First step is to collect all of the spots on the board that are currently blank (valid_list). Next I'm trying to loop through each of these spots to see if any adjacent spot is the player's piece. If it is, I want to collect all the spots such that there is another computer piece in the same row (or column). The code seems to make sense to me but it gives me unexpected results. I'm just wondering if anyone can guess what's causing the strange results (the valid_list1 list).

def comp_move(board, player, computer):

    valid_list = []
    for xcoord in range(8):
        for ycoord in range(8):
            if board[xcoord][ycoord] == ' ':
                valid_list.append([xcoord, ycoord])

    copy = getCopy(board)
    num_list = [-1,0,1,-1,1,-1,0,1]
    num_list2 = [-1,-1,-1,0,0,1,1,1]

    for num in range(8):
        for i in range(len(valid_list)):

            xcoord_orig = valid_list[i][0]
            ycoord_orig = valid_list[i][1]
            xcoord1 = valid_list[i][0] + num_list[num]
            ycoord1 = valid_list[i][1] + num_list2[num]

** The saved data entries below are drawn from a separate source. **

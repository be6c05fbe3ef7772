use std::{path::PathBuf, time::Duration};

use chrono::NaiveDate;
use derive_builder::Builder;
use serde::Deserialize;

pub const DEFAULT_TARGETS_FILE: &str = "car_urls.txt";
pub const DEFAULT_OUTPUT_FILE: &str = "Price_Puller.xlsx";

const DEFAULT_USER_AGENTS: [&str; 3] = [
    "Mozilla/5.0 (Windows NT 10.0; Win64; x64) AppleWebKit/537.36 (KHTML, like Gecko) Chrome/125.0.0.0 Safari/537.36",
    "Mozilla/5.0 (Macintosh; Intel Mac OS X 10_15_7) AppleWebKit/605.1.15 (KHTML, like Gecko) Version/14.0.3 Safari/605.1.15",
    "Mozilla/5.0 (X11; Linux x86_64) AppleWebKit/537.36 (KHTML, like Gecko) Chrome/120.0.0.0 Safari/537.36",
];
const DEFAULT_REFERER: &str = "https://www.autotrader.com/";

/// Tunables for a run. Every field has a default, so a settings file
/// only needs to list what it changes.
#[derive(Deserialize, Clone, Debug, PartialEq)]
#[serde(default, deny_unknown_fields)]
pub struct Settings {
    /// The date that maps to row 2 of every sheet.
    pub anchor: NaiveDate,
    /// Pool of User-Agent strings, one is picked per request.
    pub user_agents: Vec<String>,
    /// Sent as the `Referer` header.
    pub referer: String,
    /// Per-request timeout in seconds.
    pub timeout_secs: u64,
    /// How many times a 500/502/503/504 response is retried.
    pub max_retries: u32,
    /// Linear backoff factor in seconds: the n-th retry waits `n * factor`.
    pub backoff_secs: f64,
    /// Lower bound of the pause between targets, in seconds.
    pub min_delay_secs: f64,
    /// Upper bound of the pause between targets, in seconds.
    pub max_delay_secs: f64,
}

impl Default for Settings {
    fn default() -> Self {
        Self {
            anchor: NaiveDate::from_ymd_opt(2025, 4, 22)
                .expect("anchor date is a valid calendar date"),
            user_agents: DEFAULT_USER_AGENTS.map(String::from).to_vec(),
            referer: DEFAULT_REFERER.to_string(),
            timeout_secs: 10,
            max_retries: 3,
            backoff_secs: 1.0,
            min_delay_secs: 2.0,
            max_delay_secs: 4.0,
        }
    }
}

impl Settings {
    pub fn timeout(&self) -> Duration {
        Duration::from_secs(self.timeout_secs)
    }

    pub fn backoff(&self) -> Duration {
        Duration::from_secs_f64(self.backoff_secs.max(0.0))
    }

    /// The `(min, max)` pause between targets, with `max` never below `min`.
    pub fn delay_bounds(&self) -> (f64, f64) {
        let min = self.min_delay_secs.max(0.0);
        (min, self.max_delay_secs.max(min))
    }
}

#[derive(Builder, Clone, Debug)]
#[builder(setter(into))]
pub struct Config {
    /// Text file listing `label,url` pairs.
    #[builder(default = "PathBuf::from(DEFAULT_TARGETS_FILE)")]
    pub targets_file: PathBuf,
    /// The workbook that receives one sheet per target.
    #[builder(default = "PathBuf::from(DEFAULT_OUTPUT_FILE)")]
    pub output_file: PathBuf,
    /// The calendar day this run records prices for.
    #[builder(default = "chrono::Local::now().date_naive()")]
    pub today: NaiveDate,
    #[builder(default)]
    pub settings: Settings,
}
use rust_decimal::Decimal;
use url::Url;

use crate::error;

/// One tracked item. The label doubles as the sheet name.
#[derive(Debug, Clone, PartialEq, Eq)]
pub struct Target {
    pub label: String,
    pub url: Url,
}

#[derive(Debug, Clone, Copy, PartialEq, Eq)]
pub struct PriceSample {
    /// Model year, used as the column header.
    pub year: i32,
    /// Average listing price for that year.
    pub price: Decimal,
}

/// How a single target ended up in this run.
#[derive(
    Debug, Clone, Copy, PartialEq, Eq, PartialOrd, Ord, Hash, strum::Display,
)]
#[strum(serialize_all = "snake_case")]
pub enum Outcome {
    Saved,
    Blocked,
    HttpStatus,
    Timeout,
    Network,
    InvalidJson,
    NoData,
    WriteFailed,
}

impl From<&error::Target> for Outcome {
    fn from(e: &error::Target) -> Self {
        match e {
            error::Target::Fetch(error::Fetch::Blocked(_)) => Self::Blocked,
            error::Target::Fetch(error::Fetch::HttpStatus { .. }) => {
                Self::HttpStatus
            }
            error::Target::Fetch(error::Fetch::Timeout) => Self::Timeout,
            error::Target::Fetch(error::Fetch::Network(_)) => Self::Network,
            error::Target::Fetch(error::Fetch::InvalidJson(_)) => {
                Self::InvalidJson
            }
            error::Target::NoData => Self::NoData,
            error::Target::Sheet(_) => Self::WriteFailed,
        }
    }
}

            #test to see whether any of the surrounding spots are occupied by the player's piece
            if 0 <= xcoord1 <= 7 and 0 <= ycoord1 <= 7:
                piece = board[xcoord1][ycoord1]

                if piece == player:

                    move_list = []
                    move_list1 = []
                    move_list2 = []
                    move_list3 = [] 
                    move_list4 = []
                    move_list5 = []
                    move_list6 = []
                    move_list7 = []
                    valid_list1 = []

                    #I changed the beginning of the range to 2 because we already know that the adjacent piece is the player's piece

                    #test spots above
                    for i in range(2,8):
                        #iterate through spots above the computer's spot.
                        #create a list of all the spots above the computer's spot
                        xcoordT = xcoord_orig
                        ycoordT = ycoord_orig - i
                        if 0 <= ycoordT <= 7:
                            if board[xcoordT][ycoordT] == computer:
                                move_list.append([xcoordT, ycoordT])

                    if move_list:
                        valid_list1.append([xcoord_orig, ycoord_orig])


                    #Test spots below
                    for i in range(2,8):
                        xcoordB = xcoord_orig
                        ycoordB = ycoord_orig + i
                        if 0 <= ycoordB <= 7:
                            if board[xcoordB][ycoordB] == computer:
                                move_list1.append([xcoordB, ycoordB])

                    if move_list1:
                        valid_list1.append([xcoord_orig, ycoord_orig])

                    #Test spots to the right
                    for i in range(2,8):
                        xcoordR = xcoord_orig + i
                        ycoordR = ycoord_orig
                        if 0 <= xcoordR <= 7:                           
                            if board[xcoordR][ycoordR] == computer:
                                move_list2.append([xcoordR, ycoordR])

                    if move_list2:
                        valid_list1.append([xcoord_orig, ycoord_orig])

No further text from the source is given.